Let's all drink in some bean slingin' from the NCAA Tournament's most outstanding player.
For much of the 2012 season Eric Lusby seemed to take a back seat to Tewaaraton finalist, and teammate, Mike Sawyer. When the final stall warning was issued last year, though, Lusby stood out as Loyola's most dangerous asset: With respect to adjusted individual point production, Lusby ranked 19th nationally in points generated per 100 offensive possesions at 10.84. (Sawyer finished 35th -- a very respectable mark -- in the same metric.) Lusby's contributions to Loyola's success didn't permeate the national consciousness until the NCAA Tournament when the attack lost his mind. In just four games, Lusby:
- Scored 17 goals, a tournament record. This included a four-goal performance in the national championship game.
- Generated 22 points over four games, three shy of the record of 25 held by two guys -- Cornell's Eamon McEneaney (1977) and Cornell's Tim Goldstein (1987).
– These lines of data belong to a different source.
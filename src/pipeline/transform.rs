use parking_lot::RwLock;

use crate::config::types::TransformConfig;
use crate::stream::frame::FrameEnvelope;

/// Presentation-time flags shared between the config watcher, which writes
/// them, and preview consumers, which read them per frame.
#[derive(Debug, Default)]
pub struct TransformOptions {
    current: RwLock<TransformConfig>,
}

impl TransformOptions {
    pub fn new(initial: TransformConfig) -> Self {
        Self {
            current: RwLock::new(initial),
        }
    }

    pub fn get(&self) -> TransformConfig {
        *self.current.read()
    }

    pub fn set(&self, next: TransformConfig) {
        *self.current.write() = next;
    }
}

/// Apply `transform` to a packed frame.
///
/// Mirroring is applied first (`mirror_x` flips columns, `mirror_y` flips
/// rows), then `rotate_90` turns the image clockwise, swapping width and
/// height. Returns `None` when the payload is not a packed
/// `width * height * channels` image.
pub fn apply_transform(frame: &FrameEnvelope, transform: TransformConfig) -> Option<FrameEnvelope> {
    if !frame.is_packed() {
        return None;
    }
    if transform.is_identity() {
        return Some(frame.clone());
    }

    let w = frame.width as usize;
    let h = frame.height as usize;
    let c = frame.channels as usize;
    let (out_w, out_h) = if transform.rotate_90 { (h, w) } else { (w, h) };

    let mut data = Vec::with_capacity(frame.data.len());
    for oy in 0..out_h {
        for ox in 0..out_w {
            let (mx, my) = if transform.rotate_90 {
                (oy, h - 1 - ox)
            } else {
                (ox, oy)
            };
            let sx = if transform.mirror_x { w - 1 - mx } else { mx };
            let sy = if transform.mirror_y { h - 1 - my } else { my };
            let start = (sy * w + sx) * c;
            data.extend_from_slice(&frame.data[start..start + c]);
        }
    }

    Some(FrameEnvelope {
        data,
        width: out_w as u32,
        height: out_h as u32,
        channels: frame.channels,
        captured_at_ns: frame.captured_at_ns,
    })
}
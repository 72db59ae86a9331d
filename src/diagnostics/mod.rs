// Stream health metrics.
pub mod stats;

pub use stats::{FpsCounter, FrameStats, StatsSnapshot};
use serde::{Deserialize, Serialize};

use crate::model::question::QuestionType;

/// A submitted answer. The variant must match the question's kind.
#[derive(Debug, Clone, PartialEq, Eq, Serialize, Deserialize)]
#[serde(tag = "type", content = "value", rename_all = "kebab-case")]
pub enum Answer {
    /// The selected option of a multiple-choice question.
    Choice(String),
    /// Free text typed into a fill-in-the-blank question.
    Text(String),
    /// Words of a reorder question, in the order the learner placed them.
    Sequence(Vec<String>),
}

impl Answer {
    /// The question type this answer shape belongs to.
    #[must_use]
    pub fn question_type(&self) -> QuestionType {
        match self {
            Answer::Choice(_) => QuestionType::MultipleChoice,
            Answer::Text(_) => QuestionType::FillBlank,
            Answer::Sequence(_) => QuestionType::Reorder,
        }
    }

    /// True when the answer carries nothing to evaluate (blank text, empty choice or sequence).
    #[must_use]
    pub fn is_blank(&self) -> bool {
        match self {
            Answer::Choice(choice) => choice.is_empty(),
            Answer::Text(text) => text.trim().is_empty(),
            Answer::Sequence(words) => words.is_empty(),
        }
    }
}

#[cfg(test)]
mod tests {
    use super::*;

    #[test]
    fn whitespace_text_is_blank() {
        assert!(Answer::Text("  \t".into()).is_blank());
        assert!(!Answer::Text(" aus ".into()).is_blank());
    }

    #[test]
    fn answers_serialize_with_kind_tag() {
        let json = serde_json::to_string(&Answer::Choice("Das".into())).unwrap();
        assert_eq!(json, r#"{"type":"choice","value":"Das"}"#);
    }
}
- Held a raw shooting percentage, over the course of the playoffs, of 42.5 percent. 42.5 percent. If that isn't a record, it has to be close to one.
- Accomplished this all on only 108 total Loyola offensive possesions. This is good for a raw individual offensive efficiency of 15.74. (In other words, Lusby would score almost 16 goals on a 100-possession basis.) If we look at this in terms of points per offensive possession, Lusby is dynamic, holding a 20.37 value. That's bonkers, son, especially considering the level of competition he was up against.
That is among the most dominant offensive efforts in the 40-year history of the NCAA Tournament. And the Greyhounds need to replace it for the 2013 season.
Now, Loyola isn't exactly hurting in the talent department for next season; this isn't the-little-school-from-nowhere-that-did-something-amazing. The 'Hounds have hammers in the tool box, and to address Lusby's absence Charley Toomey may turn to some youth:
And finally, replacing Lusby, the NCAA Tournament Most Outstanding Player. Sophomore Nikko Pontrello, who pushed Justin Ward for his spot early last season, is the leader at this point. Pontrello, a dodger, brings a different dynamic to the unit that Lusby's dangerous set shot. With Sawyer's righty cannon spacing defenses and Ward distributing the ball, Pontrello is a slasher that can get inside opposing defenses. Another option that the staff said has looked good is freshman Zach Herreweyers, who wasn't at last Friday's practice because of class.